:: Action item ::
What number of lines in the entries hold the string "used"? Answer with it alone.

__________________________________________________

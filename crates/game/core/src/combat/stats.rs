//! Stat calculation collaborators.
use crate::catalog::SpeciesDefinition;

/// Derived battle stats for one creature at one level.
#[derive(Clone, Copy, Debug, PartialEq, Eq, Default)]
#[cfg_attr(feature = "serde", derive(serde::Serialize, serde::Deserialize))]
pub struct Stats {
    pub hp: u32,
    pub attack: u32,
    pub defense: u32,
    pub special_attack: u32,
    pub special_defense: u32,
    pub speed: u32,
}

/// `calculate_stats(species, level)`; pure over its inputs.
pub trait StatCalculator: Send + Sync {
    fn calculate_stats(&self, species: &SpeciesDefinition, level: u32) -> Stats;
}

/// Base-stat formula with zero IVs, zero EVs and a neutral nature.
///
/// ```text
/// hp    = 2 * base * level / 100 + level + 10
/// other = 2 * base * level / 100 + 5
/// ```
#[derive(Clone, Copy, Debug, Default)]
pub struct StandardStats;

impl StandardStats {
    fn scaled(base: u32, level: u32) -> u32 {
        base.saturating_mul(2).saturating_mul(level) / 100
    }

    pub(crate) fn other(base: u32, level: u32) -> u32 {
        Self::scaled(base, level).saturating_add(5)
    }

    pub(crate) fn hp(base: u32, level: u32) -> u32 {
        Self::scaled(base, level).saturating_add(level).saturating_add(10)
    }
}

impl StatCalculator for StandardStats {
    fn calculate_stats(&self, species: &SpeciesDefinition, level: u32) -> Stats {
        let base = &species.base_stats;
        Stats {
            hp: Self::hp(base.hp, level),
            attack: Self::other(base.attack, level),
            defense: Self::other(base.defense, level),
            special_attack: Self::other(base.special_attack, level),
            special_defense: Self::other(base.special_defense, level),
            speed: Self::other(base.speed, level),
        }
    }
}

/// Per-species linear HP (`hp_base + hp_per_level * level`); other stats
/// use [`StandardStats`].
#[derive(Clone, Copy, Debug, Default)]
pub struct SimplifiedStats;

impl StatCalculator for SimplifiedStats {
    fn calculate_stats(&self, species: &SpeciesDefinition, level: u32) -> Stats {
        let mut stats = StandardStats.calculate_stats(species, level);
        stats.hp = species
            .simple_hp
            .per_level
            .saturating_mul(level)
            .saturating_add(species.simple_hp.base);
        stats
    }
}
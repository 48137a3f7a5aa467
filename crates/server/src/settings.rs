//! Process settings read from the environment.
use std::env;
use std::path::PathBuf;

use anyhow::Result;
use game_content::{CatalogLoader, ConfigLoader, ContentFactory};
use game_core::{Catalog, GameConfig};

/// Where the server reads content from and writes logs to.
///
/// - `DUNGEON_DATA_DIR`: directory holding `config.toml` / `catalog.ron`
/// - `DUNGEON_CONFIG` / `DUNGEON_CATALOG`: explicit file paths, taking
///   precedence over the data directory
/// - `DUNGEON_LOG_DIR`: log directory, defaulting to the platform cache
#[derive(Clone, Debug)]
pub struct ServerSettings {
    pub data_dir: Option<PathBuf>,
    pub config_path: Option<PathBuf>,
    pub catalog_path: Option<PathBuf>,
    pub log_dir: PathBuf,
}

impl ServerSettings {
    pub fn from_env() -> Self {
        Self {
            data_dir: env_path("DUNGEON_DATA_DIR"),
            config_path: env_path("DUNGEON_CONFIG"),
            catalog_path: env_path("DUNGEON_CATALOG"),
            log_dir: env_path("DUNGEON_LOG_DIR").unwrap_or_else(default_log_dir),
        }
    }

    /// Game configuration and catalog, falling back to built-in content for
    /// anything not configured.
    pub fn load_content(&self) -> Result<(GameConfig, Catalog)> {
        let factory = self.data_dir.as_ref().map(ContentFactory::new);

        let config = match (&self.config_path, &factory) {
            (Some(path), _) => ConfigLoader::load(path)?,
            (None, Some(factory)) => factory.load_config()?,
            (None, None) => GameConfig::default(),
        };
        let catalog = match (&self.catalog_path, &factory) {
            (Some(path), _) => CatalogLoader::load(path)?,
            (None, Some(factory)) => factory.load_catalog()?,
            (None, None) => Catalog::builtin(),
        };

        tracing::info!(
            config = ?self.config_path,
            catalog = ?self.catalog_path,
            data_dir = ?self.data_dir,
            species = catalog.species.len(),
            "content loaded"
        );
        Ok((config, catalog))
    }
}

fn env_path(key: &str) -> Option<PathBuf> {
    env::var_os(key).filter(|value| !value.is_empty()).map(PathBuf::from)
}

/// Platform cache directory, e.g. `~/.cache/dungeon/logs` on Linux.
fn default_log_dir() -> PathBuf {
    directories::ProjectDirs::from("", "", "dungeon")
        .map(|dirs| dirs.cache_dir().to_path_buf())
        .unwrap_or_else(|| PathBuf::from("/tmp/dungeon"))
        .join("logs")
}
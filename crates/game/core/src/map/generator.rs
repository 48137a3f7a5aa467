//! Room-and-corridor level generation.
//!
//! Rooms are placed with bounded retries, carved, and chained in placement
//! order by L-shaped corridors: a horizontal run along the first room's
//! center row, then a vertical run along the second room's center column.
use crate::config::GenerationParams;
use crate::geometry::TilePos;
use crate::rng::GameRng;

use super::{Room, Tile, TileGrid};

/// Output of one generation run.
#[derive(Clone, Debug, PartialEq, Eq)]
pub struct GeneratedLayout {
    pub grid: TileGrid,
    /// Rooms in placement order; the first is the spawn room.
    pub rooms: Vec<Room>,
    /// How many room slots were attempted.
    pub requested_rooms: u32,
}

impl GeneratedLayout {
    /// Fewer than two rooms were placed. Spawn resolution still succeeds
    /// through its fallback chain as long as any floor exists.
    pub fn is_degenerate(&self) -> bool {
        self.rooms.len() < 2
    }
}

/// Generates a wall-filled grid of `width / tile_size × height / tile_size`
/// tiles with carved rooms and corridors. Leftover pixels are truncated.
pub fn generate(
    width: u32,
    height: u32,
    tile_size: u32,
    params: &GenerationParams,
    rng: &mut GameRng,
) -> GeneratedLayout {
    let tile_size = tile_size.max(1);
    let columns = width / tile_size;
    let rows = height / tile_size;

    let (rooms, requested_rooms) = place_rooms(columns, rows, params, rng);

    let mut grid = TileGrid::new(columns, rows);
    for room in &rooms {
        for pos in room.tiles() {
            grid.set(pos, Tile::Floor);
        }
    }
    for pair in rooms.windows(2) {
        carve_corridor(&mut grid, pair[0].center(), pair[1].center());
    }

    GeneratedLayout {
        grid,
        rooms,
        requested_rooms,
    }
}

/// Places rooms without touching any grid.
///
/// Each slot gets `placement_attempts` candidates; a candidate is rejected
/// when it, grown by one tile, overlaps an accepted room. Slots whose
/// attempts all fail are skipped. Returns the rooms and the slot count.
pub fn place_rooms(
    columns: u32,
    rows: u32,
    params: &GenerationParams,
    rng: &mut GameRng,
) -> (Vec<Room>, u32) {
    let slots = rng
        .range_inclusive(params.room_count.min, params.room_count.max)
        .max(0) as u32;
    let columns = columns as i32;
    let rows = rows as i32;

    let mut rooms: Vec<Room> = Vec::with_capacity(slots as usize);
    for _ in 0..slots {
        for _ in 0..params.placement_attempts {
            let width = rng.range_inclusive(params.room_size.min, params.room_size.max);
            let height = rng.range_inclusive(params.room_size.min, params.room_size.max);
            let max_x = columns - width - 2;
            let max_y = rows - height - 2;
            if width <= 0 || height <= 0 || max_x < 1 || max_y < 1 {
                continue;
            }

            let candidate = Room::new(
                rng.range_inclusive(1, max_x),
                rng.range_inclusive(1, max_y),
                width,
                height,
            );
            let padded = candidate.expanded(1);
            if rooms.iter().all(|room| !padded.intersects(room)) {
                rooms.push(candidate);
                break;
            }
        }
    }

    (rooms, slots)
}

fn carve_corridor(grid: &mut TileGrid, from: TilePos, to: TilePos) {
    for x in from.x.min(to.x)..=from.x.max(to.x) {
        grid.set(TilePos::new(x, from.y), Tile::Floor);
    }
    for y in from.y.min(to.y)..=from.y.max(to.y) {
        grid.set(TilePos::new(to.x, y), Tile::Floor);
    }
}

#[cfg(test)]
mod tests {
    use super::*;
    use std::collections::{HashSet, VecDeque};

    fn reachable(grid: &TileGrid, start: TilePos) -> HashSet<TilePos> {
        let mut seen = HashSet::from([start]);
        let mut queue = VecDeque::from([start]);
        while let Some(pos) = queue.pop_front() {
            for (dx, dy) in [(1, 0), (-1, 0), (0, 1), (0, -1)] {
                let next = pos.offset(dx, dy);
                if grid.is_floor(next) && seen.insert(next) {
                    queue.push_back(next);
                }
            }
        }
        seen
    }

    #[test]
    fn default_world_produces_forty_by_forty_grid() {
        let mut rng = GameRng::new(3);
        let layout = generate(2000, 2000, 50, &GenerationParams::default(), &mut rng);
        assert_eq!((layout.grid.width(), layout.grid.height()), (40, 40));
        assert!(!layout.rooms.is_empty());
        assert!(layout.rooms.len() <= 15);
        assert!((8..=15).contains(&layout.requested_rooms));
    }

    #[test]
    fn every_room_is_reachable_from_the_first() {
        for seed in 0..50 {
            let mut rng = GameRng::new(seed);
            let layout = generate(2000, 2000, 50, &GenerationParams::default(), &mut rng);
            let start = layout.rooms[0].center();
            let region = reachable(&layout.grid, start);
            for room in &layout.rooms {
                assert!(room.tiles().all(|pos| region.contains(&pos)), "seed {seed}");
            }
        }
    }

    #[test]
    fn same_seed_same_layout() {
        let params = GenerationParams::default();
        let a = generate(1200, 800, 40, &params, &mut GameRng::new(11));
        let b = generate(1200, 800, 40, &params, &mut GameRng::new(11));
        assert_eq!(a, b);
    }

    #[test]
    fn tiny_grid_places_no_rooms() {
        let mut rng = GameRng::new(9);
        let layout = generate(200, 200, 50, &GenerationParams::default(), &mut rng);
        assert!(layout.rooms.is_empty());
        assert!(layout.is_degenerate());
        assert_eq!(layout.grid.floor_count(), 0);
    }

    #[test]
    fn corridor_turns_at_destination_column() {
        let mut grid = TileGrid::new(10, 10);
        carve_corridor(&mut grid, TilePos::new(1, 1), TilePos::new(6, 7));
        assert!(grid.is_floor(TilePos::new(6, 1)));
        assert!(grid.is_floor(TilePos::new(6, 7)));
        assert!(!grid.is_floor(TilePos::new(1, 7)));
    }
}
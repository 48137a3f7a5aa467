//! Common error infrastructure for game-core.
//!
//! Domain errors (`SpawnError`, `InstanceError`) live next to the operations
//! that produce them. Each implements [`GameError`] so the runtime can decide
//! between rejecting a single request and discarding a whole instance.

/// Severity level of an error, used for categorization and recovery strategies.
///
/// - **Recoverable**: the request can be retried or replaced by another one
/// - **Validation**: invalid input, reject without retry
/// - **Internal**: unexpected state inconsistency that needs investigation
/// - **Fatal**: the owning instance is unusable
#[derive(Clone, Copy, Debug, PartialEq, Eq, Hash)]
#[cfg_attr(feature = "serde", derive(serde::Serialize, serde::Deserialize))]
pub enum ErrorSeverity {
    /// Examples: move blocked by a wall, stale instance reference.
    Recoverable,

    /// Examples: unknown player, unknown instance.
    Validation,

    /// Examples: spawn point resolved onto a wall tile.
    Internal,

    /// Examples: a generated grid with no floor tiles at all.
    Fatal,
}

impl ErrorSeverity {
    pub const fn as_str(&self) -> &'static str {
        match self {
            Self::Recoverable => "recoverable",
            Self::Validation => "validation",
            Self::Internal => "internal",
            Self::Fatal => "fatal",
        }
    }

    /// Returns true if the caller's session can continue after this error.
    pub const fn is_recoverable(&self) -> bool {
        matches!(self, Self::Recoverable | Self::Validation)
    }

    /// Returns true if this error indicates a bug or corrupted state.
    pub const fn is_internal(&self) -> bool {
        matches!(self, Self::Internal | Self::Fatal)
    }
}

/// Common trait for all game-core errors.
///
/// # Implementation Guidelines
///
/// - Use `#[derive(thiserror::Error)]` for the Display/Error impl
/// - Classify severity by recoverability, not by impact
pub trait GameError: core::fmt::Display + core::fmt::Debug {
    /// Returns the severity level of this error.
    fn severity(&self) -> ErrorSeverity;

    /// Returns a static identifier for this error variant.
    fn error_code(&self) -> &'static str {
        core::any::type_name::<Self>()
    }
}

#[cfg(test)]
mod tests {
    use super::*;

    #[test]
    fn validation_errors_do_not_end_a_session() {
        assert!(ErrorSeverity::Validation.is_recoverable());
        assert!(!ErrorSeverity::Fatal.is_recoverable());
        assert!(ErrorSeverity::Internal.is_internal());
        assert_eq!(ErrorSeverity::Fatal.as_str(), "fatal");
    }
}
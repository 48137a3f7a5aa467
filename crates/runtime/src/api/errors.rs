//! Unified error types surfaced by the runtime API.
//!
//! Wraps failures from the registry, instance workers and channel plumbing so
//! the session layer can decide between rejecting one request and dropping
//! the session.
use thiserror::Error;
use tokio::sync::oneshot;

use game_core::{ErrorSeverity, GameError, InstanceError, InstanceId, PlayerId};

pub type Result<T> = std::result::Result<T, RuntimeError>;

#[derive(Debug, Error)]
pub enum RuntimeError {
    #[error("player {0} is not connected")]
    UnknownPlayer(PlayerId),

    #[error("instance {0} does not exist")]
    UnknownInstance(InstanceId),

    #[error("player {player} referenced {requested} but is bound to {}", describe_binding(.bound))]
    StaleInstance {
        player: PlayerId,
        requested: InstanceId,
        bound: Option<InstanceId>,
    },

    #[error("player {0} is not in a dungeon")]
    NotInDungeon(PlayerId),

    #[error("dungeon generation failed after {attempts} attempts")]
    GenerationFailed {
        attempts: u32,
        #[source]
        source: InstanceError,
    },

    #[error("instance {0} has a full command queue")]
    InstanceBusy(InstanceId),

    #[error("instance worker command channel closed")]
    CommandChannelClosed,

    #[error("instance worker reply channel closed")]
    ReplyChannelClosed(#[source] oneshot::error::RecvError),

    #[error("runtime worker join failed")]
    WorkerJoin(#[source] tokio::task::JoinError),

    #[error(transparent)]
    Instance(#[from] InstanceError),
}

fn describe_binding(bound: &Option<InstanceId>) -> String {
    bound.map_or_else(|| "the hub".to_owned(), |id| id.to_string())
}

impl RuntimeError {
    /// True when only the offending request is lost and the session can
    /// continue.
    pub fn is_recoverable(&self) -> bool {
        self.severity().is_recoverable()
    }
}

impl GameError for RuntimeError {
    fn severity(&self) -> ErrorSeverity {
        match self {
            Self::StaleInstance { .. } | Self::InstanceBusy(_) => ErrorSeverity::Recoverable,
            Self::UnknownPlayer(_) | Self::UnknownInstance(_) | Self::NotInDungeon(_) => {
                ErrorSeverity::Validation
            }
            Self::Instance(err) => err.severity(),
            Self::GenerationFailed { .. } => ErrorSeverity::Fatal,
            Self::CommandChannelClosed | Self::ReplyChannelClosed(_) | Self::WorkerJoin(_) => {
                ErrorSeverity::Internal
            }
        }
    }

    fn error_code(&self) -> &'static str {
        match self {
            Self::UnknownPlayer(_) => "RUNTIME_UNKNOWN_PLAYER",
            Self::UnknownInstance(_) => "RUNTIME_UNKNOWN_INSTANCE",
            Self::StaleInstance { .. } => "RUNTIME_STALE_INSTANCE",
            Self::NotInDungeon(_) => "RUNTIME_NOT_IN_DUNGEON",
            Self::GenerationFailed { .. } => "RUNTIME_GENERATION_FAILED",
            Self::InstanceBusy(_) => "RUNTIME_INSTANCE_BUSY",
            Self::CommandChannelClosed => "RUNTIME_COMMAND_CHANNEL_CLOSED",
            Self::ReplyChannelClosed(_) => "RUNTIME_REPLY_CHANNEL_CLOSED",
            Self::WorkerJoin(_) => "RUNTIME_WORKER_JOIN",
            Self::Instance(err) => err.error_code(),
        }
    }
}
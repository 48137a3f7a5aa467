//! Payloads returned to the session layer.
use game_core::{DungeonSnapshot, InstanceId, SpawnStrategy, WorldPos};

/// Result of entering a floor, by `enter_dungeon`, `next_floor` or
/// `join_dungeon`.
#[derive(Clone, Debug, PartialEq, serde::Serialize, serde::Deserialize)]
pub struct EnterDungeon {
    pub instance_id: InstanceId,
    pub floor: u32,
    pub spawn: WorldPos,
    pub spawn_strategy: SpawnStrategy,
    pub snapshot: DungeonSnapshot,
}

/// Confirmation of leaving a dungeon for the hub.
#[derive(Clone, Copy, Debug, PartialEq, serde::Serialize, serde::Deserialize)]
pub struct ExitDungeon {
    pub hub_spawn: WorldPos,
}
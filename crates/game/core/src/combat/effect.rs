//! Move side effects as data.
//!
//! Each move carries an [`EffectTable`] keyed by [`EffectTrigger`]. Firing a
//! trigger rolls every effect registered for it and returns what applied;
//! the caller decides how to mutate state (heal an NPC, report a status to
//! the session layer).
use std::collections::BTreeMap;

use crate::rng::GameRng;

/// Moment in a move's resolution at which effects fire.
#[derive(
    Clone,
    Copy,
    Debug,
    PartialEq,
    Eq,
    PartialOrd,
    Ord,
    Hash,
    strum::Display,
    strum::EnumString,
    strum::AsRefStr,
)]
#[strum(serialize_all = "snake_case", ascii_case_insensitive)]
#[cfg_attr(feature = "serde", derive(serde::Serialize, serde::Deserialize))]
#[cfg_attr(feature = "serde", serde(rename_all = "snake_case"))]
pub enum EffectTrigger {
    OnActivate,
    BeforeHit,
    OnHit,
    OnWallHit,
}

#[derive(Clone, Copy, Debug, PartialEq, Eq, Hash, strum::Display, strum::AsRefStr)]
#[strum(serialize_all = "snake_case")]
#[cfg_attr(feature = "serde", derive(serde::Serialize, serde::Deserialize))]
#[cfg_attr(feature = "serde", serde(rename_all = "snake_case"))]
pub enum StatusCondition {
    Burn,
    Freeze,
    Paralysis,
    Poison,
    BadPoison,
    Sleep,
    Confusion,
}

#[derive(Clone, Copy, Debug, PartialEq, Eq, Hash, strum::Display, strum::AsRefStr)]
#[strum(serialize_all = "snake_case")]
#[cfg_attr(feature = "serde", derive(serde::Serialize, serde::Deserialize))]
#[cfg_attr(feature = "serde", serde(rename_all = "snake_case"))]
pub enum StatKind {
    Attack,
    Defense,
    SpecialAttack,
    SpecialDefense,
    Speed,
    Accuracy,
    Evasion,
}

/// Who an effect lands on.
#[derive(Clone, Copy, Debug, PartialEq, Eq, Hash)]
#[cfg_attr(feature = "serde", derive(serde::Serialize, serde::Deserialize))]
#[cfg_attr(feature = "serde", serde(rename_all = "snake_case"))]
pub enum EffectTarget {
    User,
    Target,
}

/// Closed set of move side effects. Chances are percentages.
#[derive(Clone, Copy, Debug, PartialEq)]
#[cfg_attr(feature = "serde", derive(serde::Serialize, serde::Deserialize))]
#[cfg_attr(feature = "serde", serde(rename_all = "snake_case"))]
pub enum MoveEffect {
    InflictStatus { status: StatusCondition, chance: u8 },
    /// Heals the user by `percent` of the damage dealt.
    HealPercent { percent: u8 },
    StatStage { stat: StatKind, change: i8, target: EffectTarget },
    Flinch { chance: u8 },
}

/// An effect that passed its roll.
#[derive(Clone, Copy, Debug, PartialEq, Eq)]
#[cfg_attr(feature = "serde", derive(serde::Serialize, serde::Deserialize))]
#[cfg_attr(feature = "serde", serde(tag = "kind", rename_all = "snake_case"))]
pub enum AppliedEffect {
    Status { status: StatusCondition },
    Heal { amount: u32 },
    StatStage { stat: StatKind, change: i8, target: EffectTarget },
    Flinch,
}

#[derive(Clone, Debug, Default, PartialEq)]
#[cfg_attr(feature = "serde", derive(serde::Serialize, serde::Deserialize))]
#[cfg_attr(feature = "serde", serde(transparent))]
pub struct EffectTable {
    entries: BTreeMap<EffectTrigger, Vec<MoveEffect>>,
}

impl EffectTable {
    pub fn new() -> Self {
        Self::default()
    }

    #[must_use]
    pub fn with(mut self, trigger: EffectTrigger, effect: MoveEffect) -> Self {
        self.insert(trigger, effect);
        self
    }

    pub fn insert(&mut self, trigger: EffectTrigger, effect: MoveEffect) {
        self.entries.entry(trigger).or_default().push(effect);
    }

    pub fn effects(&self, trigger: EffectTrigger) -> &[MoveEffect] {
        self.entries.get(&trigger).map(Vec::as_slice).unwrap_or(&[])
    }

    pub fn is_empty(&self) -> bool {
        self.entries.values().all(Vec::is_empty)
    }

    /// Rolls every effect registered for `trigger`.
    ///
    /// `damage` is the damage dealt by the hit that fired the trigger, used
    /// by heal effects; heals of zero are dropped.
    pub fn fire(&self, trigger: EffectTrigger, damage: u32, rng: &mut GameRng) -> Vec<AppliedEffect> {
        self.effects(trigger)
            .iter()
            .filter_map(|effect| match *effect {
                MoveEffect::InflictStatus { status, chance } => {
                    roll(rng, chance).then_some(AppliedEffect::Status { status })
                }
                MoveEffect::HealPercent { percent } => {
                    let amount = damage * u32::from(percent) / 100;
                    (amount > 0).then_some(AppliedEffect::Heal { amount })
                }
                MoveEffect::StatStage {
                    stat,
                    change,
                    target,
                } => Some(AppliedEffect::StatStage {
                    stat,
                    change,
                    target,
                }),
                MoveEffect::Flinch { chance } => roll(rng, chance).then_some(AppliedEffect::Flinch),
            })
            .collect()
    }
}

fn roll(rng: &mut GameRng, chance: u8) -> bool {
    chance >= 100 || rng.chance(f32::from(chance) / 100.0)
}

#[cfg(test)]
mod tests {
    use super::*;

    #[test]
    fn heal_scales_with_damage_dealt() {
        let table = EffectTable::new().with(
            EffectTrigger::OnHit,
            MoveEffect::HealPercent { percent: 50 },
        );
        let mut rng = GameRng::new(0);
        assert_eq!(
            table.fire(EffectTrigger::OnHit, 21, &mut rng),
            vec![AppliedEffect::Heal { amount: 10 }]
        );
        assert!(table.fire(EffectTrigger::OnHit, 1, &mut rng).is_empty());
        assert!(table.fire(EffectTrigger::BeforeHit, 21, &mut rng).is_empty());
    }

    #[test]
    fn certain_and_impossible_chances() {
        let table = EffectTable::new()
            .with(
                EffectTrigger::OnHit,
                MoveEffect::InflictStatus {
                    status: StatusCondition::Confusion,
                    chance: 100,
                },
            )
            .with(EffectTrigger::OnHit, MoveEffect::Flinch { chance: 0 });
        let mut rng = GameRng::new(4);
        for _ in 0..20 {
            assert_eq!(
                table.fire(EffectTrigger::OnHit, 0, &mut rng),
                vec![AppliedEffect::Status {
                    status: StatusCondition::Confusion
                }]
            );
        }
    }
}
//! Wild creatures: entity state and room population.
mod entity;
pub mod spawner;

pub use entity::{AnimationState, MoveSet, NpcEntity, NpcView, WanderState};
pub use spawner::{NpcSpawner, level_range};
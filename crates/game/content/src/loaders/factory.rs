//! Content factory for building a ruleset from data files.

use std::path::{Path, PathBuf};

use game_core::{Catalog, GameConfig, Ruleset};

use crate::loaders::{CatalogLoader, ConfigLoader, LoadResult};

/// Content factory that loads all game content from a data directory.
///
/// # Directory Structure
///
/// ```text
/// data_dir/
/// ├── config.toml
/// └── catalog.ron
/// ```
///
/// Either file may be absent, in which case the built-in value is used.
pub struct ContentFactory {
    data_dir: PathBuf,
}

impl ContentFactory {
    pub const CONFIG_FILE: &'static str = "config.toml";
    pub const CATALOG_FILE: &'static str = "catalog.ron";

    /// Creates a new content factory pointing to a data directory.
    pub fn new(data_dir: impl Into<PathBuf>) -> Self {
        Self {
            data_dir: data_dir.into(),
        }
    }

    /// Load game configuration from `config.toml`, or the defaults.
    pub fn load_config(&self) -> LoadResult<GameConfig> {
        let path = self.data_dir.join(Self::CONFIG_FILE);
        if !path.exists() {
            return Ok(GameConfig::default());
        }
        ConfigLoader::load(&path)
    }

    /// Load the species/move catalog from `catalog.ron`, or the built-in one.
    pub fn load_catalog(&self) -> LoadResult<Catalog> {
        let path = self.data_dir.join(Self::CATALOG_FILE);
        if !path.exists() {
            return Ok(Catalog::builtin());
        }
        CatalogLoader::load(&path)
    }

    /// Config and catalog combined into the ruleset instances run on.
    pub fn load_ruleset(&self) -> LoadResult<Ruleset> {
        Ok(Ruleset::new(self.load_config()?, self.load_catalog()?))
    }

    /// Returns the data directory path.
    pub fn data_dir(&self) -> &Path {
        &self.data_dir
    }
}

#[cfg(test)]
mod tests {
    use game_core::StatModel;

    use super::*;

    #[test]
    fn empty_directory_yields_builtin_content() {
        let dir = tempfile::tempdir().unwrap();
        let rules = ContentFactory::new(dir.path()).load_ruleset().unwrap();
        assert_eq!(rules.config, GameConfig::default());
        assert_eq!(rules.catalog, Catalog::builtin());
    }

    #[test]
    fn config_file_selects_stat_model() {
        let dir = tempfile::tempdir().unwrap();
        std::fs::write(
            dir.path().join(ContentFactory::CONFIG_FILE),
            "stat_model = \"standard\"\n",
        )
        .unwrap();

        let factory = ContentFactory::new(dir.path());
        assert_eq!(factory.data_dir(), dir.path());
        let rules = factory.load_ruleset().unwrap();
        assert_eq!(rules.config.stat_model, StatModel::Standard);

        // zubat at level 10 under the base-stat formula: 2*40*10/100 + 10 + 10
        let stats = rules.combatant("zubat", 10).stats;
        assert_eq!(stats.hp, 28);
    }
}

__________________________________________________

:: Written answer ::
3